PIN Power Diode Dynamic Behavior And Physics-Based Model Parameter Extraction Method

Jan 27, 2018

  As the core component of power electronic system, power semiconductor device has been an indispensable electronic component in modern life since it appeared in the 70s of last century. Especially in recent years, the face of the global energy shortage and environment deterioration test, in order to meet the demand of energy saving and new energy development, power electronic system power conversion and processing is more and more widely used, all kinds of power electronic devices is toward large capacity and high reliability and modular direction. As an important component, power diodes are widely used in household electronics and industrial electronic systems, automotive and power train electronic systems, smart grid, ship and aerospace fields. With the development of power semiconductor device design level and manufacturing technology, the performances of power diodes, such as withstand voltage level, conduction current, switching loss and dynamic characteristics, have been greatly improved.

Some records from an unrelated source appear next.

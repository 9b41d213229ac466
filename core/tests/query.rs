// This Source Code Form is subject to the terms of the Mozilla Public
// License, v. 2.0. If a copy of the MPL was not distributed with this
// file, You can obtain one at https://mozilla.org/MPL/2.0/.

use unitconv_core::{one_line, Catalog};

thread_local! {
    static CATALOG: Catalog = Catalog::new();
}

fn test(input: &str, output: &str) {
    CATALOG.with(|catalog| {
        let res = match one_line(catalog, input) {
            Ok(v) => v,
            Err(v) => v,
        };
        similar_asserts::assert_eq!(res, output);
    });
}

#[test]
fn test_length() {
    test("5 km to miles", "5.0 kilometers is 3.106844378165098 miles");
    test("1 km to m", "1.0 kilometer is 1000.0 meters");
    test("2.5 mi to km", "2.5 miles is 4.023375 kilometers");
    test("3 yd to ft", "3.0 yards is 8.999999999999998 feet");
}

#[test]
fn test_weight() {
    test("0.5 kg to g", "0.5 kilograms is 500.0 grams");
    test("16 oz to lb", "16.0 ounces is 1.0 pound");
    test("2.2 kg to pounds", "2.2 kilograms is 4.850173724404311 pounds");
}

#[test]
fn test_identity() {
    test("1 m to m", "1.0 meter is 1.0 meter");
    test("10 c to c", "10.0 degrees Celsius is 10.0 degrees Celsius");
}

#[test]
fn test_temperature() {
    test("10 c to f", "10.0 degrees Celsius is 50.0 degrees Fahrenheit");
    test("1 c to f", "1.0 degree Celsius is 33.8 degrees Fahrenheit");
    test(
        "100 f to c",
        "100.0 degrees Fahrenheit is 37.77777777777778 degrees Celsius",
    );
    test("100 c to k", "100.0 degrees Celsius is 373.15 kelvins");
    test("1 k to c", "1.0 kelvin is -272.15 degrees Celsius");
    test("32 f to k", "32.0 degrees Fahrenheit is 273.15 kelvins");
    test("300 k to f", "300.0 kelvins is 80.32999999999998 degrees Fahrenheit");
    test(
        "-40 f to c",
        "-40.0 degrees Fahrenheit is -40.0 degrees Celsius",
    );
}

#[test]
fn test_multi_word_phrases() {
    test("2 degrees Celsius to k", "2.0 degrees Celsius is 275.15 kelvins");
    test(
        "1 degree Fahrenheit in celsius",
        "1.0 degree Fahrenheit is -17.22222222222222 degrees Celsius",
    );
}

#[test]
fn test_aliases_are_case_insensitive() {
    test("1 KM to M", "1.0 kilometer is 1000.0 meters");
    test("10 DC to DF", "10.0 degrees Celsius is 50.0 degrees Fahrenheit");
}

#[test]
fn test_negative_quantities() {
    test("-5 kg to g", "Weight shouldn't be negative.");
    test("-5 m to km", "Length shouldn't be negative.");
}

#[test]
fn test_unknown_units() {
    test("5 banana to km", "Conversion from ??? to kilometers is impossible");
    test("5 km to banana", "Conversion from kilometers to ??? is impossible");
    test("5 foo to bar", "Conversion from ??? to ??? is impossible");
}

#[test]
fn test_kind_mismatch() {
    test("5 km to kg", "Conversion from kilometers to kilograms is impossible");
    test("5 g to c", "Conversion from grams to degrees Celsius is impossible");
}

#[test]
fn test_parse_errors() {
    test("abc", "Parse error");
    test("five km to mi", "Parse error");
    test("5 km to", "Parse error");
    test("km to miles", "Parse error");
    // `in` doubles as the separator, so the inch abbreviation can't
    // appear on the left-hand side.
    test("5 in to cm", "Parse error");
    // The separator is matched case-sensitively.
    test("5 km TO miles", "Parse error");
}

#[test]
fn test_convert_to_quirk() {
    // The literal substring `convertTo` wins over everything else,
    // even inside an otherwise valid query.
    test("5 km convertTo miles", "Conversion from ??? to ??? is impossible");
    test("1 convertto 2", "Conversion from ??? to ??? is impossible");
}

#[test]
fn test_surrounding_whitespace_is_ignored() {
    test("  5 km to miles  ", "5.0 kilometers is 3.106844378165098 miles");
}
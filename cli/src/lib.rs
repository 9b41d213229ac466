// This Source Code Form is subject to the terms of the Mozilla Public
// License, v. 2.0. If a copy of the MPL was not distributed with this
// file, You can obtain one at https://mozilla.org/MPL/2.0/.

pub use helper::ConvHelper;
pub mod helper;
pub mod repl;
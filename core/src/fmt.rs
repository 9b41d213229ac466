// This Source Code Form is subject to the terms of the Mozilla Public
// License, v. 2.0. If a copy of the MPL was not distributed with this
// file, You can obtain one at https://mozilla.org/MPL/2.0/.

//! Turns units and numbers into the words used in output lines.

use crate::types::{Unit, UnitDef, UnitKind};

/// Picks the display name for a unit given the value shown next to it.
///
/// Exactly 1.0 is singular, everything else is plural; the comparison
/// is deliberately exact rather than epsilon-tolerant, so `1.0000001
/// meters` keeps the plural. Kelvin has no degree phrase, and Celsius
/// and Fahrenheit always render as `degree(s) X`. Falls back to the
/// abbreviation if a definition is missing the requested slot.
pub fn display_name(def: &UnitDef, value: f64) -> &'static str {
    let singular = value == 1.0;
    let slot = match (def.kind, def.unit) {
        (UnitKind::Temperature, Unit::Kelvin) => {
            if singular {
                1
            } else {
                2
            }
        }
        (UnitKind::Temperature, _) => {
            if singular {
                3
            } else {
                4
            }
        }
        _ => {
            if singular {
                1
            } else {
                2
            }
        }
    };
    def.names.get(slot).copied().unwrap_or(def.names[0])
}

/// Renders a value the way it appears in output lines: shortest
/// round-trip form, keeping a trailing `.0` on integral values, so `5`
/// comes back out as `5.0`.
pub fn to_string(value: f64) -> String {
    format!("{:?}", value)
}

  Because of the high cost and easy destruction of the power semiconductor devices, the computer simulation is usually used in the design of the system.

The accuracy of the power electronic system simulation is determined by the model and model parameters used by the simulation. To get accurate, reliable and practical guidance results, we must have accurate physical model parameters, and only have accurate physical model parameters, so the power semiconductor device model is meaningful.


  However, due to the technical blockade of device manufacturers, the accurate model parameters of power semiconductor devices are difficult to get through manufacturers and conventional testing methods, which limits the use of simulation models and the improvement of device application level. For many years, how to accurately extract the key parameters within the power and electronic devices has been a hot topic in the field of power electronics. The dynamic characteristics of the power diode opening and closing can reflect the internal physical structure, the working mechanism and the distribution of the carrier in the base area. Firstly, in the analysis of the internal structure and dynamic characteristics of PIN power diode based on the key parameters to determine their dynamic characteristics were determined; then using the method of combining dynamic simulation and optimization algorithm to optimize the identification of the key parameters of power diode; the effectiveness of the proposed method for parameter identification of power diode is verified.


1  Basic structure and dynamic characteristics of PIN power diode

  Figure 1 shows the principle diagram of the internal structure of the PIN type power diode and the carrier concentration distribution. The PIN diode consists mainly of the P region and the N zone and the low doping concentration of the I region (N- region). Due to the addition of I region, PIN diodes can withstand higher blocking voltage. The conduction resistance of diodes can be greatly reduced by conductance modulation when injected at large base area. The dynamic characteristics of power diodes, including the turn-on and turn off characteristics, are determined by the carrier distribution and the change process in the I area, which is manifested in the forward and reverse recovery characteristics of power diodes.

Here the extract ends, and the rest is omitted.